Work order —
Please find all lines containing "removed" in the listing below and copy them.

Exercise input —
//! Version-folder deletability and the run-scoped last-versions cache.

use std::future::Future;
use std::sync::Arc;

use dashmap::DashMap;
use tokio::sync::OnceCell;
use tracing::{debug, error};

use crate::metrics::CleanupMetrics;
use crate::model::{LastVersions, VersionNumber, owning_content_path, path_name};
use crate::retry::{RetryPolicy, with_retry};
use crate::store::ContentStore;

/// Last major/minor versions per owning content path.
///
/// Entries are created on first lookup and never evicted: content versions
/// are assumed stable for the duration of a run, and the cache is dropped
/// with the run. Each key is populated at most once at a time; concurrent
/// lookups of an unpopulated key wait for the one in flight.
#[derive(Debug, Default)]
pub struct VersionCache {
    entries: DashMap<String, Arc<OnceCell<LastVersions>>>,
}

impl VersionCache {
    pub fn new() -> Self {
        Self::default()
    }

    /// Cached value for `content_path`, running `load` on a miss. A failed
    /// load leaves the entry unpopulated.
    pub async fn get_or_load<E, F, Fut>(&self, content_path: &str, load: F) -> Result<LastVersions, E>
    where
        F: FnOnce() -> Fut,
        Fut: Future<Output = Result<LastVersions, E>>,
    {
        // clone the cell out so no map shard lock is held across the await
        let cell = self
            .entries
            .entry(content_path.to_string())
            .or_default()
            .clone();

        cell.get_or_try_init(load).await.copied()
    }

    pub fn get(&self, content_path: &str) -> Option<LastVersions> {
        self.entries
            .get(content_path)
            .and_then(|cell| cell.get().copied())
    }

    /// Number of populated entries.
    pub fn len(&self) -> usize {
        self.entries
            .iter()
            .filter(|entry| entry.value().initialized())
            .count()
    }

    pub fn is_empty(&self) -> bool {
        self.len() == 0
    }
}

/// Why a folder may or may not be deleted.
#[derive(Debug, Clone, Copy, PartialEq, Eq)]
pub enum Verdict {
    Deletable,
    /// The folder name is not a version tag.
    NotVersionFolder,
    /// Locked versions are never removed.
    Locked,
    /// The folder renders the last major or last minor version.
    Current,
    /// The content's versions could not be looked up.
    Unknown,
}

impl Verdict {
    pub fn is_deletable(self) -> bool {
        self == Verdict::Deletable
    }
}

/// Decides whether a preview version folder can be removed without touching
/// the previews of a current version.
pub struct DeletabilityResolver {
    store: Arc<dyn ContentStore>,
    cache: Arc<VersionCache>,
    retry: RetryPolicy,
    metrics: CleanupMetrics,
}

impl DeletabilityResolver {
    pub fn new(
        store: Arc<dyn ContentStore>,
        cache: Arc<VersionCache>,
        retry: RetryPolicy,
        metrics: CleanupMetrics,
    ) -> Self {
        Self {
            store,
            cache,
            retry,
            metrics,
        }
    }

    pub async fn is_deletable(&self, folder_path: &str) -> bool {
        self.evaluate(folder_path).await.is_deletable()
    }

    pub async fn evaluate(&self, folder_path: &str) -> Verdict {
        let version = match path_name(folder_path).parse::<VersionNumber>() {
            Ok(version) => version,
            Err(_) => return Verdict::NotVersionFolder,
        };

        if version.is_locked() {
            return Verdict::Locked;
        }

        let Some(content_path) = owning_content_path(folder_path) else {
            return Verdict::NotVersionFolder;
        };

        let lookup = self
            .cache
            .get_or_load(content_path, || {
                with_retry(&self.retry, &self.metrics, "last_versions", || {
                    self.metrics.record_version_lookup();
                    self.store.last_versions(content_path)
                })
            })
            .await;

        match lookup {
            Ok(last) if last.is_current(&version) => {
                debug!(path = folder_path, %version, "Keeping current version previews");
                Verdict::Current
            }
            Ok(_) => Verdict::Deletable,
            Err(e) => {
                error!(
                    path = folder_path,
                    content_path,
                    error = %e,
                    "Could not look up last versions, keeping preview folder"
                );
                self.metrics.record_version_lookup_failure();
                Verdict::Unknown
            }
        }
    }
}

#[cfg(test)]
mod tests {
    use super::*;
    use crate::model::VersionStatus;
    use crate::testing::InMemoryContentStore;
    use futures::future::join_all;
    use std::time::Duration;

    const CONTENT: &str = "/Root/Docs/report.docx";

    fn store() -> Arc<InMemoryContentStore> {
        let store = InMemoryContentStore::new();
        store.set_last_versions(
            CONTENT,
            LastVersions {
                major: Some(VersionNumber::new(2, 0, VersionStatus::Approved)),
                minor: Some(VersionNumber::new(2, 1, VersionStatus::Draft)),
            },
        );
        Arc::new(store)
    }

    fn resolver(store: &Arc<InMemoryContentStore>) -> (DeletabilityResolver, Arc<VersionCache>) {
        let cache = Arc::new(VersionCache::new());
        let resolver = DeletabilityResolver::new(
            store.clone(),
            cache.clone(),
            RetryPolicy::immediate(3),
            CleanupMetrics::new(),
        );
        (resolver, cache)
    }

    fn folder(tag: &str) -> String {
        format!("{CONTENT}/Previews/{tag}")
    }

    #[tokio::test]
    async fn test_current_versions_are_not_deletable() {
        let store = store();
        let (resolver, _) = resolver(&store);

        assert_eq!(resolver.evaluate(&folder("V2.0.A")).await, Verdict::Current);
        assert_eq!(resolver.evaluate(&folder("V2.1.D")).await, Verdict::Current);
        assert!(!resolver.is_deletable(&folder("V2.0")).await);
    }

    #[tokio::test]
    async fn test_old_versions_are_deletable() {
        let store = store();
        let (resolver, _) = resolver(&store);

        assert!(resolver.is_deletable(&folder("V1.0.A")).await);
        assert!(resolver.is_deletable(&folder("V1.5.D")).await);
        // same numbers, different status
        assert!(resolver.is_deletable(&folder("V2.0.D")).await);
    }

    #[tokio::test]
    async fn test_locked_versions_are_never_deletable() {
        let store = store();
        let (resolver, cache) = resolver(&store);

        assert_eq!(resolver.evaluate(&folder("V1.0.L")).await, Verdict::Locked);
        assert_eq!(store.version_lookups(), 0);
        assert!(cache.is_empty());
    }

    #[tokio::test]
    async fn test_non_version_folders_are_not_deletable() {
        let store = store();
        let (resolver, _) = resolver(&store);

        assert_eq!(
            resolver.evaluate(&format!("{CONTENT}/Previews")).await,
            Verdict::NotVersionFolder
        );
        assert_eq!(
            resolver.evaluate(&folder("thumbnails")).await,
            Verdict::NotVersionFolder
        );
        assert_eq!(
            resolver.evaluate("/V1.0.A").await,
            Verdict::NotVersionFolder
        );
        assert_eq!(store.version_lookups(), 0);
    }

    #[tokio::test]
    async fn test_lookup_is_cached_per_content() {
        let store = store();
        let (resolver, cache) = resolver(&store);

        for tag in ["V1.0.A", "V1.1.A", "V2.0.A", "V2.1.D"] {
            resolver.evaluate(&folder(tag)).await;
        }
        resolver
            .evaluate("/Root/Docs/other.docx/Previews/V1.0.A")
            .await;

        assert_eq!(store.version_lookups(), 2);
        assert_eq!(cache.len(), 2);
        assert_eq!(
            cache.get(CONTENT).and_then(|v| v.major),
            Some(VersionNumber::new(2, 0, VersionStatus::Approved))
        );
    }

    #[tokio::test]
    async fn test_concurrent_misses_populate_once() {
        let store = store();
        store.set_lookup_delay(Duration::from_millis(20));
        let (resolver, _) = resolver(&store);

        let paths: Vec<String> = (0..25).map(|i| folder(&format!("V1.{i}.A"))).collect();
        let verdicts = join_all(paths.iter().map(|p| resolver.evaluate(p))).await;

        assert_eq!(verdicts.len(), 25);
        assert_eq!(store.version_lookups(), 1);
    }

    #[tokio::test]
    async fn test_concurrent_misses_across_tasks_populate_once() {
        let store = store();
        store.set_lookup_delay(Duration::from_millis(20));
        let (resolver, _) = resolver(&store);
        let resolver = Arc::new(resolver);

        let handles: Vec<_> = (0..10)
            .map(|i| {
                let resolver = resolver.clone();
                tokio::spawn(async move { resolver.evaluate(&folder(&format!("V0.{i}.A"))).await })
            })
            .collect();
        for handle in handles {
            assert_eq!(handle.await.unwrap(), Verdict::Deletable);
        }

        assert_eq!(store.version_lookups(), 1);
    }

    #[tokio::test]
    async fn test_failed_lookup_keeps_folder_and_is_not_cached() {
        let store = store();
        store.fail_next_lookups(3);
        let (resolver, cache) = resolver(&store);

        assert_eq!(resolver.evaluate(&folder("V1.0.A")).await, Verdict::Unknown);
        assert!(cache.get(CONTENT).is_none());

        // the next check retries the lookup
        assert_eq!(resolver.evaluate(&folder("V1.0.A")).await, Verdict::Deletable);
        assert_eq!(store.version_lookups(), 4);
    }

    #[tokio::test]
    async fn test_content_without_versions_allows_deletion() {
        let store = Arc::new(InMemoryContentStore::new());
        let (resolver, _) = resolver(&store);

        assert!(
            resolver
                .is_deletable("/Root/Docs/gone.docx/Previews/V1.0.A")
                .await
        );
    }
}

Result —
    /// Locked versions are never removed.
/// Decides whether a preview version folder can be removed without touching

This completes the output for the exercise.